Silvia Federici is a veteran activist and writer who lives in Brooklyn. Born and raised in Italy, Federici has taught in Italy, Nigeria, and the United States, where she has been involved in many movements, including feminist, education, and anti-death penalty struggles. Her influential 2004 book Caliban and the Witch: Women, the Body and Primitive Accumulation, built on decades of research and activism, offers an account of the relationship between the European witch trials of the 16th and 17th centuries and the rise of capitalism. With other members of the Wages for Housework campaign, like Selma James and Mariarosa Dalla Costa, and with feminist authors like Maria Mies and Vandana Shiva, Federici has been instrumental in developing the idea of “reproduction” as a key way to understand global and local power relations. Reproduction, in this sense, doesn’t only mean how humans reproduce biologically, it is a broad concept that encompasses how we care for one another, how we reproduce our physical bodies depending on our access to food and shelter, how culture and ideology are reproduced, how communities are built and rebuilt, and how resistance and struggle can be sustained and expanded. In the contest of a capitalist society reproduction also refers to the process by which “labour power” (i.e. our capacity to work, and the labour force in general), is reproduced, both on a day to day basis and inter-generationally. It was one of the main contributions of the theorists of the Wages For Housework Movement to Marxist feminist theory to have redefined reproductive work in this manner.

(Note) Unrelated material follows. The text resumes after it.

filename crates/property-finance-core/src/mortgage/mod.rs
pub mod amortization;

Max Haiven: We hear a lot of talk about the originality of Occupy Wall Street and the other Occupations. But people have been pointing out that this movement isn’t unprecedented and it has been building in various ways for a long time. What do you see as the feminist roots of the Occupations, both in New York and more broadly?
Silvia Federici: This movement appears spontaneous but its spontaneity is quite organized, as it can be seen from the languages and practices it has adopted and the maturity it has shown in response to the brutal attacks by the authorities and the police. It reflects a new way of doing politics that has grown out of the crisis of the anti-globalization and antiwar movements of the last decade, one that emerges from the confluence between the feminist movement and the movement for the commons. By “movement for the commons” I refer to the struggles to create and defend anti-capitalist spaces and communities of solidarity and autonomy. For years now people have expressed the need for a politics that is not just antagonistic, and does not separate the personal from the political, but instead places the creation of more co-operative and egalitarian forms of reproducing human, social and economic relationships at the centre of political work.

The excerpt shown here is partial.